[Saved entries]

>>>>

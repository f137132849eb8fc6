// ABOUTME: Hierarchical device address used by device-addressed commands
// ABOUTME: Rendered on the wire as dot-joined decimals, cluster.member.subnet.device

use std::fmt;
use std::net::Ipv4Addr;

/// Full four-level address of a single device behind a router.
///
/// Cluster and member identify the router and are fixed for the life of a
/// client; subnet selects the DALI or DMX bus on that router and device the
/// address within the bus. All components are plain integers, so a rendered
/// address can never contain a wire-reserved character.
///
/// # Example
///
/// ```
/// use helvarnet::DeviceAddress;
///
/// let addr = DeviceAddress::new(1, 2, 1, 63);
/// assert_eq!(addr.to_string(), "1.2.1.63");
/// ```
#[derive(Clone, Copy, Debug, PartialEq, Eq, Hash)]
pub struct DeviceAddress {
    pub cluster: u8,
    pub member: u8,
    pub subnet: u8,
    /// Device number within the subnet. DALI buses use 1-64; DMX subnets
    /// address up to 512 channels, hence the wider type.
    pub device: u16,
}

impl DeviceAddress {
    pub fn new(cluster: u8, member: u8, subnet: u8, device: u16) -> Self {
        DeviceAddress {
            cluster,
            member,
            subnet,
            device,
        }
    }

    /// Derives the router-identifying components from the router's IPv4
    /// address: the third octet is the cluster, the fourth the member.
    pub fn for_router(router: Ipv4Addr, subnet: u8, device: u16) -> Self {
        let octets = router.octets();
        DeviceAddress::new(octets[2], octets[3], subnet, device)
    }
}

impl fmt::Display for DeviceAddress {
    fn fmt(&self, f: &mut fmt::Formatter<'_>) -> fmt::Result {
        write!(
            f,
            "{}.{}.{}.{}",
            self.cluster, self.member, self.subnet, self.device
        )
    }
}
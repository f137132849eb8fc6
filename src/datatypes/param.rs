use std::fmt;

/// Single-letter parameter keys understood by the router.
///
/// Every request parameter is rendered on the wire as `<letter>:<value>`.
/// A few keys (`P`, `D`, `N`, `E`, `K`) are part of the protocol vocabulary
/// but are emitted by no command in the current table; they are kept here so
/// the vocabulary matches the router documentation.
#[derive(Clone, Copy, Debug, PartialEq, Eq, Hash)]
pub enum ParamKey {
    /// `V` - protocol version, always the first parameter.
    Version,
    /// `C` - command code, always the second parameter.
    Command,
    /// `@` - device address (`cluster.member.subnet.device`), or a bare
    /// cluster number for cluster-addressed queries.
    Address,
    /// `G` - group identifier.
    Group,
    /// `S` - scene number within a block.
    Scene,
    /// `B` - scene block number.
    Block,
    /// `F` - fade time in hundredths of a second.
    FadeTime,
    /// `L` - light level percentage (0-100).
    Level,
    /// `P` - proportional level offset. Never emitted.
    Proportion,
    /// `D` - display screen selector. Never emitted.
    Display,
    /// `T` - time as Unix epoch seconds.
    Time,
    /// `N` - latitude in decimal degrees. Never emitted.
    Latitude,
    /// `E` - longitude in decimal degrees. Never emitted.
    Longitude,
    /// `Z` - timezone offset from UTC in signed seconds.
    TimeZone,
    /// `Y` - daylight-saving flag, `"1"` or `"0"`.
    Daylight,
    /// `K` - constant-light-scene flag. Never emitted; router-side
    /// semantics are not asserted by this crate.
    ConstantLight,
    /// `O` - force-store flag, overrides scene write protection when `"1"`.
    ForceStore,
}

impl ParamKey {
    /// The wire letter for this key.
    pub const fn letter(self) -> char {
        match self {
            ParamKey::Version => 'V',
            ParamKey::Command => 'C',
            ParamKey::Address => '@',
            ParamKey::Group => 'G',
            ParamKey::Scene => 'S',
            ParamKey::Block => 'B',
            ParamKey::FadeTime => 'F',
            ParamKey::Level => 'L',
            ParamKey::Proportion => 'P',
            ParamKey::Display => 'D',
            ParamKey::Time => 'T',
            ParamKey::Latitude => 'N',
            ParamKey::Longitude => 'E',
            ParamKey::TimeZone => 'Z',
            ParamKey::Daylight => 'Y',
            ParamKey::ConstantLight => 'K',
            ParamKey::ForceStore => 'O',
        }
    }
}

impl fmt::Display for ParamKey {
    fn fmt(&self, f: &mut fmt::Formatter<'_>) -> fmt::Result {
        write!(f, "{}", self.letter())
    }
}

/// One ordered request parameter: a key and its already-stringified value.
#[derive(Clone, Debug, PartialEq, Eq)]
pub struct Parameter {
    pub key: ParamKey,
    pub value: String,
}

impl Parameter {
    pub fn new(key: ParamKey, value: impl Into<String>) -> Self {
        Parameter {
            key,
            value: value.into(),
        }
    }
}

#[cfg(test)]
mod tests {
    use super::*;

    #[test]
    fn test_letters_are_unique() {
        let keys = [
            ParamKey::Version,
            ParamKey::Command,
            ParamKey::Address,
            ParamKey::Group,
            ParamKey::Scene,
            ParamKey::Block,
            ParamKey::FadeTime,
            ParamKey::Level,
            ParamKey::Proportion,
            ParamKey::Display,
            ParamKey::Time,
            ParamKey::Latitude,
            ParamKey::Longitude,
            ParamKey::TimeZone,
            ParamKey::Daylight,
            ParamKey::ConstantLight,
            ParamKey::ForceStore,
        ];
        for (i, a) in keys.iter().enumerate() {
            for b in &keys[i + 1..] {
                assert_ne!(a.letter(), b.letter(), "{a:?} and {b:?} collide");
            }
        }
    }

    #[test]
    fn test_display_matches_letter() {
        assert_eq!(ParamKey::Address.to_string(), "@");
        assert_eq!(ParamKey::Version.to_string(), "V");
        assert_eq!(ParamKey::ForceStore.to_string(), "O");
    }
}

<<<<

ACTIVITY.
Up to and including the line with "the life of a", please return the records exactly, beginning from their first line.

REPLY TO THE EXERCISE.
repository f137132849eb8fc6
// ABOUTME: Hierarchical device address used by device-addressed commands
// ABOUTME: Rendered on the wire as dot-joined decimals, cluster.member.subnet.device

use std::fmt;
use std::net::Ipv4Addr;

/// Full four-level address of a single device behind a router.
///
/// Cluster and member identify the router and are fixed for the life of a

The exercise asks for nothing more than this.